* _TASK INSTRUCTIONS_
The answer must consist of every line below that holds the word "trace".
+++ PROVIDED RECORDS
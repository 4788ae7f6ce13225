//! Classified decoding of keyed response maps.
//!
//! Search and listing endpoints answer with one JSON object whose keys mix
//! bookkeeping counts (`recsindb`, `recsonpage`), records keyed by id, record
//! lists, and labels that are neither. A [`ClassifyPlan`] describes how one
//! endpoint's keys are sorted; [`Decoder::decode_classified`] applies it.

use http::StatusCode;
use indexmap::IndexMap;
use serde::de::DeserializeOwned;
use serde_json::Value;
use tracing::{debug, trace, warn};

use crate::envelope::{Decoder, EnvelopeNormalizer};
use crate::error::{CodecError, CodecResult};

/// Which keys hold a single record.
#[derive(Debug, Clone, Copy, PartialEq, Eq)]
pub enum RecordKeys {
    /// Keys matching the decoder's record key pattern (numeric ids by default).
    Numeric,
    /// Every key not claimed by a count, list or denylist rule.
    AnyRemaining,
}

/// What happens to a key no rule claims.
#[derive(Debug, Clone, Copy, PartialEq, Eq)]
pub enum UnknownKeyPolicy {
    /// Drop the key.
    Ignore,
    /// Fail with [`CodecError::UnknownDecodeShape`].
    Reject,
}

/// What happens when one record fails to decode.
#[derive(Debug, Clone, Copy, PartialEq, Eq)]
pub enum RecordTolerance {
    /// Fail the whole response.
    Abort,
    /// Drop the record, log a warning and count it in [`Classified::skipped`].
    Skip,
}

/// Per-endpoint description of a keyed response.
///
/// # Example
///
/// ```
/// use http::StatusCode;
/// use orderbox_core::{ClassifyPlan, Decoder};
/// use serde::Deserialize;
///
/// #[derive(Deserialize)]
/// struct Customer {
///     name: String,
/// }
///
/// let plan = ClassifyPlan::new("customer search")
///     .prefixes(["customer."])
///     .count_key("recsindb");
///
/// let body = br#"{"recsindb":"2","1":{"customer.name":"A"},"2":{"customer.name":"B"}}"#;
/// let found = Decoder::default()
///     .decode_classified::<Customer>(StatusCode::OK, body, &plan)
///     .unwrap();
///
/// assert_eq!(found.count("recsindb"), 2);
/// assert_eq!(found.len(), 2);
/// assert_eq!(found.records()[1].1.name, "B");
/// ```
#[derive(Debug, Clone)]
pub struct ClassifyPlan {
    name: String,
    normalizer: EnvelopeNormalizer,
    count_keys: Vec<String>,
    list_keys: Vec<String>,
    denylist: Vec<String>,
    record_keys: RecordKeys,
    unwrap_levels: usize,
    strip_suffix: Option<String>,
    unknown_keys: UnknownKeyPolicy,
    tolerance: RecordTolerance,
}

impl ClassifyPlan {
    /// Starts a plan with numeric record keys, no unwrapping, unknown keys
    /// ignored and record failures aborting.
    pub fn new(name: impl Into<String>) -> Self {
        Self {
            name: name.into(),
            normalizer: EnvelopeNormalizer::identity(),
            count_keys: Vec::new(),
            list_keys: Vec::new(),
            denylist: Vec::new(),
            record_keys: RecordKeys::Numeric,
            unwrap_levels: 0,
            strip_suffix: None,
            unknown_keys: UnknownKeyPolicy::Ignore,
            tolerance: RecordTolerance::Abort,
        }
    }

    /// Key prefixes removed from the raw body before parsing.
    pub fn prefixes<I, S>(mut self, prefixes: I) -> Self
    where
        I: IntoIterator<Item = S>,
        S: Into<String>,
    {
        self.normalizer = EnvelopeNormalizer::new(prefixes);
        self
    }

    /// Adds a bookkeeping key read as an integer count.
    pub fn count_key(mut self, key: impl Into<String>) -> Self {
        self.count_keys.push(key.into());
        self
    }

    /// Adds a key holding an array of records.
    pub fn list_key(mut self, key: impl Into<String>) -> Self {
        self.list_keys.push(key.into());
        self
    }

    /// Keys dropped without being parsed.
    pub fn deny<I, S>(mut self, keys: I) -> Self
    where
        I: IntoIterator<Item = S>,
        S: Into<String>,
    {
        self.denylist.extend(keys.into_iter().map(Into::into));
        self
    }

    /// Sets which keys hold single records.
    pub fn records(mut self, keys: RecordKeys) -> Self {
        self.record_keys = keys;
        self
    }

    /// Number of wrapper objects to unwrap before classifying.
    pub fn unwrap_levels(mut self, levels: usize) -> Self {
        self.unwrap_levels = levels;
        self
    }

    /// Suffix removed from record keys.
    pub fn strip_suffix(mut self, suffix: impl Into<String>) -> Self {
        self.strip_suffix = Some(suffix.into());
        self
    }

    /// Sets the unknown key policy.
    pub fn unknown_keys(mut self, policy: UnknownKeyPolicy) -> Self {
        self.unknown_keys = policy;
        self
    }

    /// Sets the per-record failure tolerance.
    pub fn tolerance(mut self, tolerance: RecordTolerance) -> Self {
        self.tolerance = tolerance;
        self
    }

    /// Shape name used in errors and log events.
    #[must_use]
    pub fn name(&self) -> &str {
        &self.name
    }

    /// The plan's prefix normalizer.
    #[must_use]
    pub fn normalizer(&self) -> &EnvelopeNormalizer {
        &self.normalizer
    }

    /// The per-record failure tolerance.
    #[must_use]
    pub fn record_tolerance(&self) -> RecordTolerance {
        self.tolerance
    }

    /// The unknown key policy.
    #[must_use]
    pub fn unknown_key_policy(&self) -> UnknownKeyPolicy {
        self.unknown_keys
    }

    fn record_key<'k>(&self, key: &'k str) -> &'k str {
        match &self.strip_suffix {
            Some(suffix) => key.strip_suffix(suffix.as_str()).unwrap_or(key),
            None => key,
        }
    }
}

/// Result of a classified decode.
#[derive(Debug, Clone, PartialEq)]
pub struct Classified<T> {
    counts: IndexMap<String, i64>,
    records: Vec<(String, T)>,
    skipped: usize,
}

impl<T> Default for Classified<T> {
    fn default() -> Self {
        Self {
            counts: IndexMap::new(),
            records: Vec::new(),
            skipped: 0,
        }
    }
}

impl<T> Classified<T> {
    /// Bookkeeping count for `key`; 0 when the key was absent.
    #[must_use]
    pub fn count(&self, key: &str) -> i64 {
        self.counts.get(key).copied().unwrap_or(0)
    }

    /// Every bookkeeping count present in the response.
    #[must_use]
    pub fn counts(&self) -> &IndexMap<String, i64> {
        &self.counts
    }

    /// Decoded records with the key they came from, in response order.
    ///
    /// Records from a list key are keyed by their position in the list.
    #[must_use]
    pub fn records(&self) -> &[(String, T)] {
        &self.records
    }

    /// Number of decoded records.
    #[must_use]
    pub fn len(&self) -> usize {
        self.records.len()
    }

    /// Whether no record was decoded.
    #[must_use]
    pub fn is_empty(&self) -> bool {
        self.records.is_empty()
    }

    /// Number of records dropped under [`RecordTolerance::Skip`].
    #[must_use]
    pub fn skipped(&self) -> usize {
        self.skipped
    }

    /// The records without their keys.
    #[must_use]
    pub fn into_records(self) -> Vec<T> {
        self.records.into_iter().map(|(_, record)| record).collect()
    }

    /// The records by key. A repeated key keeps its last record.
    #[must_use]
    pub fn into_keyed(self) -> IndexMap<String, T> {
        self.records.into_iter().collect()
    }
}

impl Decoder {
    /// Decodes a keyed response according to `plan`.
    ///
    /// The body is normalised and parsed as an object, `plan`'s wrapper
    /// levels are unwrapped, then each key is classified in order: count,
    /// list, denylist, record, unknown.
    pub fn decode_classified<T: DeserializeOwned>(
        &self,
        status: StatusCode,
        body: &[u8],
        plan: &ClassifyPlan,
    ) -> CodecResult<Classified<T>> {
        let text = self.payload_text(status, body)?;
        let normalized = plan.normalizer.normalize(text);
        let mut map: IndexMap<String, Value> = serde_json::from_str(&normalized)
            .map_err(|e| CodecError::decode(plan.name.as_str(), e))?;

        for _ in 0..plan.unwrap_levels {
            map = unwrap_level(plan, map)?;
        }

        let mut out = Classified::default();
        for (key, value) in map {
            if plan.count_keys.contains(&key) {
                let count = lenient_count(&value);
                out.counts.insert(key, count);
            } else if plan.list_keys.contains(&key) {
                let items = match value {
                    Value::Array(items) => items,
                    Value::Null => Vec::new(),
                    other => {
                        return Err(CodecError::decode(
                            format!("{} list '{key}'", plan.name),
                            format!("expected an array, got {}", kind(&other)),
                        ))
                    }
                };
                for (index, item) in items.into_iter().enumerate() {
                    accept(plan, &mut out, index.to_string(), item)?;
                }
            } else if plan.denylist.contains(&key) {
                trace!(shape = %plan.name, key = %key, "dropped denylisted key");
            } else if self.is_record_key(plan, &key) {
                let record_key = plan.record_key(&key).to_owned();
                accept(plan, &mut out, record_key, value)?;
            } else {
                match plan.unknown_keys {
                    UnknownKeyPolicy::Ignore => {
                        trace!(shape = %plan.name, key = %key, "dropped unrecognised key");
                    }
                    UnknownKeyPolicy::Reject => return Err(CodecError::unknown_shape(key)),
                }
            }
        }

        debug!(
            shape = %plan.name,
            records = out.records.len(),
            skipped = out.skipped,
            "decoded classified response"
        );
        Ok(out)
    }

    fn is_record_key(&self, plan: &ClassifyPlan, key: &str) -> bool {
        match plan.record_keys {
            RecordKeys::Numeric => self.record_keys.is_match(key),
            RecordKeys::AnyRemaining => true,
        }
    }
}

/// Merges the object values of every wrapper key into one map.
fn unwrap_level(
    plan: &ClassifyPlan,
    map: IndexMap<String, Value>,
) -> CodecResult<IndexMap<String, Value>> {
    if map.is_empty() {
        return Err(CodecError::decode(
            plan.name.as_str(),
            "expected a wrapper object, got an empty object",
        ));
    }

    let mut merged = IndexMap::new();
    for (key, value) in map {
        match value {
            Value::Object(inner) => merged.extend(inner),
            other => {
                return Err(CodecError::decode(
                    format!("{} wrapper '{key}'", plan.name),
                    format!("expected an object, got {}", kind(&other)),
                ))
            }
        }
    }
    Ok(merged)
}

fn accept<T: DeserializeOwned>(
    plan: &ClassifyPlan,
    out: &mut Classified<T>,
    key: String,
    value: Value,
) -> CodecResult<()> {
    match serde_json::from_value::<T>(value) {
        Ok(record) => out.records.push((key, record)),
        Err(e) => match plan.tolerance {
            RecordTolerance::Abort => {
                return Err(CodecError::decode(
                    format!("{} record '{key}'", plan.name),
                    e,
                ))
            }
            RecordTolerance::Skip => {
                warn!(shape = %plan.name, key = %key, error = %e, "skipping undecodable record");
                out.skipped += 1;
            }
        },
    }
    Ok(())
}

/// Count from a number or numeric string; anything else is 0.
fn lenient_count(value: &Value) -> i64 {
    match value {
        Value::Number(n) => n.as_i64().unwrap_or(0),
        Value::String(s) => s.trim().parse().unwrap_or(0),
        _ => 0,
    }
}

fn kind(value: &Value) -> &'static str {
    match value {
        Value::Null => "null",
        Value::Bool(_) => "a boolean",
        Value::Number(_) => "a number",
        Value::String(_) => "a string",
        Value::Array(_) => "an array",
        Value::Object(_) => "an object",
    }
}
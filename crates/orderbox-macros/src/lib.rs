//! Procedural macros for Orderbox records.
//!
//! This crate provides `#[derive(Record)]`, which turns a struct definition
//! into a compile-time wire schema for the reseller API.
//!
//! # Overview
//!
//! Each field that travels on the wire carries a `#[param(...)]` attribute.
//! Fields without one, or marked `#[param(skip)]`, are internal and never
//! encoded, validated or merged.
//!
//! # Example
//!
//! ```rust,ignore
//! use orderbox::prelude::*;
//!
//! #[derive(Debug, Default, Record)]
//! struct SignUpForm {
//!     #[param(name = "username", validate(required, email))]
//!     username: String,
//!     #[param(name = "passwd", validate(required, min = 9, max = 16, custom = password_strength))]
//!     password: String,
//!     #[param(name = "company", optional)]
//!     company: String,
//! }
//! ```
//!
//! # Macro Expansion
//!
//! The derive:
//!
//! 1. Parses the `#[param]` attribute of every field
//! 2. Rejects unknown keys, unknown rules and duplicate wire names
//! 3. Emits a `'static` `FieldTag` table in declaration order
//! 4. Emits `fields()` and `backfill_from()` over the tagged fields

mod derive;
mod parse;

use proc_macro::TokenStream;

/// Derives `orderbox_core::Record` for a struct with named fields.
///
/// # Field Attributes
///
/// - `name = "wire-name"`: the wire parameter name (required, unique)
/// - `optional`: a zero value is left out of the request instead of failing
/// - `skip`: the field is internal
/// - `validate(...)`: rules, checked in order
///
/// # Rules
///
/// | Rule | Meaning |
/// |------|---------|
/// | `required` | must not be the zero value |
/// | `email` | an email address |
/// | `number` | decimal digits only |
/// | `len = N` | exactly N characters |
/// | `min = N` / `max = N` | at least / at most N characters |
/// | `country_code` | ISO 3166-1 alpha-2 code |
/// | `one_of("a", "b")` | one of the listed values |
/// | `custom = path` | a `fn(&str) -> bool` predicate |
///
/// The length rules count characters of the wire text. The derive rejects
/// them on numeric and `bool` fields, where they would not bound the value.
///
/// # Generated Code
///
/// The derive generates approximately:
///
/// ```rust,ignore
/// impl ::orderbox_core::Record for SignUpForm {
///     const RECORD_NAME: &'static str = "SignUpForm";
///
///     fn field_tags() -> &'static [::orderbox_core::FieldTag] {
///         const TAGS: &[::orderbox_core::FieldTag] = &[/* one per tagged field */];
///         TAGS
///     }
///
///     fn fields(&self) -> Vec<::orderbox_core::Field<'_>> {
///         let tags = <Self as ::orderbox_core::Record>::field_tags();
///         vec![::orderbox_core::Field::new(&tags[0], &self.username), /* ... */]
///     }
///
///     fn backfill_from(&mut self, previous: &Self) {
///         ::orderbox_core::WireValue::backfill(&mut self.username, &previous.username);
///         // ... every non-optional tagged field
///     }
/// }
/// ```
///
/// The generated code names `::orderbox_core`, so the deriving crate must
/// list `orderbox-core` among its dependencies.
#[proc_macro_derive(Record, attributes(param))]
pub fn derive_record(input: TokenStream) -> TokenStream {
    derive::expand_record(input.into())
        .unwrap_or_else(|e| e.to_compile_error())
        .into()
}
++++++
* _WRITTEN ANSWER_
use tracing::{debug, trace, warn};
                trace!(shape = %plan.name, key = %key, "dropped denylisted key");
                        trace!(shape = %plan.name, key = %key, "dropped unrecognised key");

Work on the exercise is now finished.